* [Provided information]:
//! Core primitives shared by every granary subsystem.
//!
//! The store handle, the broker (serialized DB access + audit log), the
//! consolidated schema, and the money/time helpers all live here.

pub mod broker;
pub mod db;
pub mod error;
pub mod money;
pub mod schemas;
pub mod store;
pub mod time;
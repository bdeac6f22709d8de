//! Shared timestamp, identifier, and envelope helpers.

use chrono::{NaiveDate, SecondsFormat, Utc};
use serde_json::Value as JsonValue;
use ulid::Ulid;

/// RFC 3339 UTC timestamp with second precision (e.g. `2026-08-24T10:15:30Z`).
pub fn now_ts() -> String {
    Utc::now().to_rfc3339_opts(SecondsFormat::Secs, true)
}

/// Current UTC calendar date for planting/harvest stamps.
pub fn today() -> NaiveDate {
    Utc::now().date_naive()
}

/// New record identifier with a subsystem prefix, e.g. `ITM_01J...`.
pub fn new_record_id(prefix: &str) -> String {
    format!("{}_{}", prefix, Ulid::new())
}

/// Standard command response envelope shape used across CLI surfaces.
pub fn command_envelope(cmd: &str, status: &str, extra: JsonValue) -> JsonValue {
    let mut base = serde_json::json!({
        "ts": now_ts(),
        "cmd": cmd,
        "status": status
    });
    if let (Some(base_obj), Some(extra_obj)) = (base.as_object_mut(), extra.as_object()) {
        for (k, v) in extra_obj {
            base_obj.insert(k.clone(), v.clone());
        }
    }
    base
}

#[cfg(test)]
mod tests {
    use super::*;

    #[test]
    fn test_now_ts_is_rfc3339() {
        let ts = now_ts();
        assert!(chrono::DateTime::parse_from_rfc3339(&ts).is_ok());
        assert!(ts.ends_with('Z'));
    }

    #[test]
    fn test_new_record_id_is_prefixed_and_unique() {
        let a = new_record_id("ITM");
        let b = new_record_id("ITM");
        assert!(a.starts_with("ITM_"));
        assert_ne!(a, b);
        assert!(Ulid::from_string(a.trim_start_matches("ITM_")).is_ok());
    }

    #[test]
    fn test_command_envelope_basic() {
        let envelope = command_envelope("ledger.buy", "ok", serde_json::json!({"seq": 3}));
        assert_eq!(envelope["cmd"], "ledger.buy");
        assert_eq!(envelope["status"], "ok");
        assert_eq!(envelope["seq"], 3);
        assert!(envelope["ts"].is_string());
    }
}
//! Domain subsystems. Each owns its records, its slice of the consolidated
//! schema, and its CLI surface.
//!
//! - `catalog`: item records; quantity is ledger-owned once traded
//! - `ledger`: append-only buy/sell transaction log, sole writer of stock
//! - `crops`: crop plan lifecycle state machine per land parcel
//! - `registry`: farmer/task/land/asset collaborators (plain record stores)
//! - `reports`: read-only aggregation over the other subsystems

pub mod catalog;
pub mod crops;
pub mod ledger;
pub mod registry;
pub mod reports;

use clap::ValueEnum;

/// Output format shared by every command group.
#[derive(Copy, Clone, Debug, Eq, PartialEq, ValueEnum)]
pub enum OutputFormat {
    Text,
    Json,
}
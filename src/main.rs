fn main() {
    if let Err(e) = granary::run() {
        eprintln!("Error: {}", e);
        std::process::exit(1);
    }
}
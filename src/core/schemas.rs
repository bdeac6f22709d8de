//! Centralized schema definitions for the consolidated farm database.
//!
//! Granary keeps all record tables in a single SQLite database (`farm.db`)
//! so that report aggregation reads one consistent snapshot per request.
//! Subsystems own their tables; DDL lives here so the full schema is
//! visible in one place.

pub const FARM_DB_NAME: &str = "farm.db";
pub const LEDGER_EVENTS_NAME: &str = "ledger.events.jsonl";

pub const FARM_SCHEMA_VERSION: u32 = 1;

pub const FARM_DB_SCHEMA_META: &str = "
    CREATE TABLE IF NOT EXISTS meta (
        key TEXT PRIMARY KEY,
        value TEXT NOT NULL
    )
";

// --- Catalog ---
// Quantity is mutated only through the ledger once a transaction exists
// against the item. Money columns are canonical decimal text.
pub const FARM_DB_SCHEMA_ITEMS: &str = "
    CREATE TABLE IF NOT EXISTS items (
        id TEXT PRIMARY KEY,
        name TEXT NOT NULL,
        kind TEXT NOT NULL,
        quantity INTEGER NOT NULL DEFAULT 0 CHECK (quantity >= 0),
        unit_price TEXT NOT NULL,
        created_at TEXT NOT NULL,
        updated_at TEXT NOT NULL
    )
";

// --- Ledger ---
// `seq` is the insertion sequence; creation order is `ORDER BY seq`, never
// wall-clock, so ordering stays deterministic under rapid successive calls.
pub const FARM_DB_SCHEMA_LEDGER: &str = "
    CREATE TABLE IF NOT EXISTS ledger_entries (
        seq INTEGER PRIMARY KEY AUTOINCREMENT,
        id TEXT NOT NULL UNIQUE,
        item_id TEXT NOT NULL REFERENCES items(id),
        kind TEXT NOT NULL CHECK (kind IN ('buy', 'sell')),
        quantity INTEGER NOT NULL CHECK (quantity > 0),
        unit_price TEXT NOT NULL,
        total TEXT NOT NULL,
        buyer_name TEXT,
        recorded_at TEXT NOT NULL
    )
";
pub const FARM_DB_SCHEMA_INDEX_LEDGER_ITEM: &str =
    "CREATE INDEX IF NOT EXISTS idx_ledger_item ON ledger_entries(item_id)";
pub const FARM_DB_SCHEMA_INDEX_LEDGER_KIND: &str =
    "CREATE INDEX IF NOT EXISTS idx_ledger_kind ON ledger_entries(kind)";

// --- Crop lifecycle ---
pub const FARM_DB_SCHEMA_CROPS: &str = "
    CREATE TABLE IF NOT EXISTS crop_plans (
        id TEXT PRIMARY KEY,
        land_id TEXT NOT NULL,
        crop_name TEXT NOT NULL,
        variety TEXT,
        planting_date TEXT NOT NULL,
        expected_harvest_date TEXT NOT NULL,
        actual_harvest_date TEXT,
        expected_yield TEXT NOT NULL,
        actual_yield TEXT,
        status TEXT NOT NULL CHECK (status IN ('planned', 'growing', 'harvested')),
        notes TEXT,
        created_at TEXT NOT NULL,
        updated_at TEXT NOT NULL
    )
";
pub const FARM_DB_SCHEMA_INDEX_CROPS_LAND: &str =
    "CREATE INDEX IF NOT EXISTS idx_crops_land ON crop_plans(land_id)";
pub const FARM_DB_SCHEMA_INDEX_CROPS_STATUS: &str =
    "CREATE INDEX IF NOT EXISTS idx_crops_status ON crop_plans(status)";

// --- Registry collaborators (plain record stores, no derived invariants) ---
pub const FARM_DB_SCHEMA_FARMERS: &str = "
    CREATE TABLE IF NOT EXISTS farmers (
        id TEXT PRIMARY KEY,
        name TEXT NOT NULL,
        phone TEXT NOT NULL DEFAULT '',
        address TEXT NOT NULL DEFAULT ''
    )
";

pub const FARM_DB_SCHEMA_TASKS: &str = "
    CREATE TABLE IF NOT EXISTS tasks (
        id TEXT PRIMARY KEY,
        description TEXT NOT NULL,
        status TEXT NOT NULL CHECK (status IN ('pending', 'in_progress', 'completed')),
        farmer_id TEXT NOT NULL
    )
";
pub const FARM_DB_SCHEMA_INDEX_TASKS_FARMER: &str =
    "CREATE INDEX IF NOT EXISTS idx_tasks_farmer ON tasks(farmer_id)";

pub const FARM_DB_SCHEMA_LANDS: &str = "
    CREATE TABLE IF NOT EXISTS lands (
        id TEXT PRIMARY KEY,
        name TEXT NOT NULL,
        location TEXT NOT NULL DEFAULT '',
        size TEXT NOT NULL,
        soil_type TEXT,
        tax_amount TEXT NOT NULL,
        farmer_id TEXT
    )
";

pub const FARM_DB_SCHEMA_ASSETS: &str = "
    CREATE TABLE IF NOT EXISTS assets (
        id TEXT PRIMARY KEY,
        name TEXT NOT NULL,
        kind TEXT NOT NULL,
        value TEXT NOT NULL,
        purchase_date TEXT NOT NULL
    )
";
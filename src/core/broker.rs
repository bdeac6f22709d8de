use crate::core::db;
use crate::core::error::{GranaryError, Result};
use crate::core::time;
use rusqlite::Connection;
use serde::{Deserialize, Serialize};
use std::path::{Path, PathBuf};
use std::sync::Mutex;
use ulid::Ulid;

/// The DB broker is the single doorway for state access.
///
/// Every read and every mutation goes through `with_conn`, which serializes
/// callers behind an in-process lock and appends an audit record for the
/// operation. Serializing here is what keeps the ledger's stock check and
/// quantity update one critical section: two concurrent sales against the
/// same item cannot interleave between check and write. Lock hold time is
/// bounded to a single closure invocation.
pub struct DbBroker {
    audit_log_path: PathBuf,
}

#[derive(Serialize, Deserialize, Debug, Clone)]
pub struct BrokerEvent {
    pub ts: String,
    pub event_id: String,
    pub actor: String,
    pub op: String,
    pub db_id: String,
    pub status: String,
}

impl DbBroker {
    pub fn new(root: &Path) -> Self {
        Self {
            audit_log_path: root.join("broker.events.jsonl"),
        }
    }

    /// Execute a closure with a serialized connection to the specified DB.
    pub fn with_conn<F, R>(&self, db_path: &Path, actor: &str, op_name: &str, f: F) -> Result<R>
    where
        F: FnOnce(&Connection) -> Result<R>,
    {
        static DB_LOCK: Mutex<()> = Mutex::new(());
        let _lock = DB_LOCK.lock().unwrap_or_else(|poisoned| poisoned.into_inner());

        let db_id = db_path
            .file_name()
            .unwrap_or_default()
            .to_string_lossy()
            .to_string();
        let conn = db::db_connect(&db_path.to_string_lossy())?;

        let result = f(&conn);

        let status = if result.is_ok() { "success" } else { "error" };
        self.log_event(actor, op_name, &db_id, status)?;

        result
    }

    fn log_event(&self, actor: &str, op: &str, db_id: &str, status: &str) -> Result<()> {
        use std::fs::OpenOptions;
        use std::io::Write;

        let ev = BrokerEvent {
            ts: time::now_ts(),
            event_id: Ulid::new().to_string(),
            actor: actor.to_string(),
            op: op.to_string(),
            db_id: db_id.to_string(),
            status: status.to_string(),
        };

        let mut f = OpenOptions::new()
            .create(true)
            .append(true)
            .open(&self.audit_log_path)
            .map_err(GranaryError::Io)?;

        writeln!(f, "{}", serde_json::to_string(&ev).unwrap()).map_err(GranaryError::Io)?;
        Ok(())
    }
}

* [What to work on]: From the listing above, copy all lines holding the word "identifier".

* [Exercise answer]:
//! Shared timestamp, identifier, and envelope helpers.
/// New record identifier with a subsystem prefix, e.g. `ITM_01J...`.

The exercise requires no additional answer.